Kapının beş geçişinden,  ortadakiler kraliyet ailesinin geçişine, iki yanlardaki son geçişler halka aitmiş. Heybetli kapının üzerini süsleyen Zafer Tanrıçası'nın dört atlı arabasını sürdüğü Quadriga Heykeli, Napılyon'un o kadar hpşuna gitmiş ki, Berlin'i  işgal edip geri dönerken heykel de Paris'in yolunu tutmuş.


Prusya güçlenip Paris'i işgal ettiğinde ise, Berlin'e götürülenler arasında Quatriga Heykeli de vardı. Heykel anıt kapının üstünde yerimi aldığı gibi, kapının bulunduğu büyük meydana da, Paris'in işgali şerefine Pariserplatz, yani Paris Meydanı adı verildi. Giderseniz, güneşin batma saatlerinde orada olun, kapının rn güzrl fotoğrafları o saatlerde çekilenler.


Biraz daha yakın zamanlara gelelim şimdi.
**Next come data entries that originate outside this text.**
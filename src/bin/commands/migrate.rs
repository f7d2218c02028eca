use clap::Args;
use stepwise::{MigrateFlags, MigrateReport, OutputFormat, StepwiseConfig};
use tabled::settings::Style;
use tabled::Table;

/// Arguments for the Migrate command
#[derive(Args)]
pub struct MigrateArgs {
    /// Directory of migration files, defaults to the configured migrations_dir
    #[clap(short, long)]
    pub dir: Option<String>,

    /// Only list pending migrations, do not apply them
    #[clap(long)]
    pub dry_run: bool,

    /// Skip a failed migration and continue with the next one
    #[clap(long)]
    pub continue_on_failure: bool,
}

pub fn run(config: &StepwiseConfig, args: MigrateArgs, output_format: OutputFormat) {
    let MigrateArgs {
        dir,
        dry_run,
        continue_on_failure,
    } = args;

    let mut flags = config.default_flags();
    flags.set(MigrateFlags::DRY_RUN, dry_run);
    if continue_on_failure {
        flags.insert(MigrateFlags::CONTINUE_ON_FAILURE);
    }

    let migrations = super::load_migrations(config, dir.as_deref());
    let mut manager = super::open_manager(config);

    let report = match manager.migrate(&migrations, flags) {
        Ok(r) => r,
        Err(e) => {
            eprintln!("ERROR: {}", e);
            if let Ok(records) = manager.applied_records() {
                eprintln!("{} migration(s) recorded as applied", records.len());
            }
            std::process::exit(1);
        }
    };

    print_report(&report, output_format);

    if !report.is_clean() {
        std::process::exit(1);
    }
}

fn print_report(report: &MigrateReport, output_format: OutputFormat) {
    if let Some(rendered) = output_format.render_json(report) {
        match rendered {
            Ok(json) => println!("{}", json),
            Err(e) => eprintln!("ERROR: Failed to serialize to JSON: {}", e),
        }
        return;
    }

    if report.pending.is_empty() {
        println!("Database is up to date");
        return;
    }

    if report.dry_run {
        println!("{} pending migration(s):", report.pending.len());
        for id in &report.pending {
            println!("  {}", id);
        }
        return;
    }

    if !report.applied.is_empty() {
        let mut table = Table::new(&report.applied);
        match output_format {
            OutputFormat::Markdown => table.with(Style::markdown()),
            _ => table.with(Style::rounded()),
        };
        println!("{}", table);
    }

    for failed in &report.failed {
        eprintln!(
            "FAILED: migration {} ({}): {}",
            failed.identity, failed.name, failed.error
        );
        if let Some(statement) = &failed.statement {
            eprintln!("  statement: {}", statement);
        }
    }

    println!(
        "Applied {} of {} pending migration(s)",
        report.applied.len(),
        report.pending.len()
    );
}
Kapının hemen sol tarafında heybetli büyük bina Adlon Oteli, şimdiki adıyla Adlon Kempinsky Oteli. Dünyanın birinci savaşı yıllarında (Şu ara okuduğum Mütareke Yıllarında İstanbul kitabının yazarı, I.Dünya Savaşı için bu tabiri kullanmış  hoşuma gitti, ondan çaldım ) o dönem tuğgeneral rütbesinde bir asker olan M. Kemal, şehzade konumundaki Vahdettin'in yaveri olarak, kralın davetiyle, cepheleri teftiş için geldikleri  Berlin'de, bu otelde kalmışlar.


Kapının yakınında cam kubbeli Reichtag Parlamento Binası ve her biri iki otuz sekiz metre uzunlukta, doksan beş santim genişlikte iki bin yedi yüz on bir beton bloklardan oluşan Katledilen Avrupa Yahudileri Anıtı var. Almanlar, Berlin'in muhtelif yerlerinde, yanlışlarını kabullendikleri anıtları dikmeye devam ediyorlar. Tökezleme taşları, Yahudi Müzesi'nin 2001"de açılan ek bölümü gibi.


Akşamı Berlin'in ışıltılı meydanlarından Postdamer Meydanı'ndaki Sony Center'da yapıyoruz.  Meydana geldiğimizde hava kararmış olduğundan etrafı çok da algılayamasak da, burası Avrupa'da trafik ışıklarının ilk uygulandığı meydan olacak kadar ypğın trafiğin olduğu bir meydanmış. Tabii II. Dünya Savaşında neredeyse düm düz oluncaya kadar. 


Berlin Duvarının da böldüğü bu bölge, duvar yıkıldıktan sonra, yoğun bir kentsel dönüşüm yaşamış, renkten renge giren tavanıyla görsel şölen yaratan Sony Center binalar kompleksi de 2000 yılında kentin cazibe merkezlerinden biri olmuş. Restoranından sinemasına, alışveriş merkezinden ofislere bir çok işlevsel mekanların olduğu Sony Center'da geceye doğru  yol alırken,  Berlin'de bir günü daha Friedrich Caddesi'ndeki  otelimize yürüyerek sonlandırıyoruz.